# [Task brief]
Under no circumstances alter the records; copy each one exactly.

--- START ---

//! Row types for the two exported tables.
//!
//! `Item` is one submitted post, `Comment` is one reply anywhere in a post's thread.
//! Both serialize to CSV in the column order given by their `COLUMNS` constant.

use chrono::{DateTime, Utc};
use serde::Serialize;

/// Written in place of an author name when the account is gone or hidden.
pub const DELETED_AUTHOR: &str = "[deleted]";

/// One top-level post.
#[derive(Debug, Clone, PartialEq, Serialize)]
pub struct Item {
    pub post_id: String,
    pub title: String,
    pub score: i64,
    pub num_comments: u64,
    #[serde(with = "timestamp_format")]
    pub created_utc: DateTime<Utc>,
    pub url: String,
    /// Self-text; empty for link posts.
    pub body: String,
    pub author: String,
}

impl Item {
    pub const COLUMNS: [&'static str; 8] = [
        "post_id",
        "title",
        "score",
        "num_comments",
        "created_utc",
        "url",
        "body",
        "author",
    ];
}

/// One comment, tagged with the id of the post it belongs to.
#[derive(Debug, Clone, PartialEq, Serialize)]
pub struct Comment {
    pub comment_id: String,
    pub post_id: String,
    pub author: String,
    pub body: String,
    pub score: i64,
    #[serde(with = "timestamp_format")]
    pub created_utc: DateTime<Utc>,
}

impl Comment {
    pub const COLUMNS: [&'static str; 6] = [
        "comment_id",
        "post_id",
        "author",
        "body",
        "score",
        "created_utc",
    ];
}

/// Result of one collection run. Rows are in retrieval order.
#[derive(Debug, Clone, Default, PartialEq)]
pub struct Tables {
    pub items: Vec<Item>,
    pub comments: Vec<Comment>,
}

/// Map a missing, blank, or upstream-deleted author to [DELETED_AUTHOR].
pub fn author_or_sentinel(author: Option<String>) -> String {
    match author {
        Some(name) if !name.trim().is_empty() && name != DELETED_AUTHOR => name,
        _ => DELETED_AUTHOR.to_string(),
    }
}

mod timestamp_format {
    use chrono::{DateTime, Utc};
    use serde::Serializer;

    const FORMAT: &str = "%Y-%m-%d %H:%M:%S";

    pub fn serialize<S>(date: &DateTime<Utc>, serializer: S) -> Result<S::Ok, S::Error>
    where
        S: Serializer,
    {
        serializer.serialize_str(&date.format(FORMAT).to_string())
    }
}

--- END ---

# [Exercise result]
//! Row types for the two exported tables.
//!
//! `Item` is one submitted post, `Comment` is one reply anywhere in a post's thread.
//! Both serialize to CSV in the column order given by their `COLUMNS` constant.

use chrono::{DateTime, Utc};
use serde::Serialize;

/// Written in place of an author name when the account is gone or hidden.
pub const DELETED_AUTHOR: &str = "[deleted]";

/// One top-level post.
#[derive(Debug, Clone, PartialEq, Serialize)]
pub struct Item {
    pub post_id: String,
    pub title: String,
    pub score: i64,
    pub num_comments: u64,
    #[serde(with = "timestamp_format")]
    pub created_utc: DateTime<Utc>,
    pub url: String,
    /// Self-text; empty for link posts.
    pub body: String,
    pub author: String,
}

impl Item {
    pub const COLUMNS: [&'static str; 8] = [
        "post_id",
        "title",
        "score",
        "num_comments",
        "created_utc",
        "url",
        "body",
        "author",
    ];
}

/// One comment, tagged with the id of the post it belongs to.
#[derive(Debug, Clone, PartialEq, Serialize)]
pub struct Comment {
    pub comment_id: String,
    pub post_id: String,
    pub author: String,
    pub body: String,
    pub score: i64,
    #[serde(with = "timestamp_format")]
    pub created_utc: DateTime<Utc>,
}

impl Comment {
    pub const COLUMNS: [&'static str; 6] = [
        "comment_id",
        "post_id",
        "author",
        "body",
        "score",
        "created_utc",
    ];
}

/// Result of one collection run. Rows are in retrieval order.
#[derive(Debug, Clone, Default, PartialEq)]
pub struct Tables {
    pub items: Vec<Item>,
    pub comments: Vec<Comment>,
}

/// Map a missing, blank, or upstream-deleted author to [DELETED_AUTHOR].
pub fn author_or_sentinel(author: Option<String>) -> String {
    match author {
        Some(name) if !name.trim().is_empty() && name != DELETED_AUTHOR => name,
        _ => DELETED_AUTHOR.to_string(),
    }
}

mod timestamp_format {
    use chrono::{DateTime, Utc};
    use serde::Serializer;

    const FORMAT: &str = "%Y-%m-%d %H:%M:%S";

    pub fn serialize<S>(date: &DateTime<Utc>, serializer: S) -> Result<S::Ok, S::Error>
    where
        S: Serializer,
    {
        serializer.serialize_str(&date.format(FORMAT).to_string())
    }
}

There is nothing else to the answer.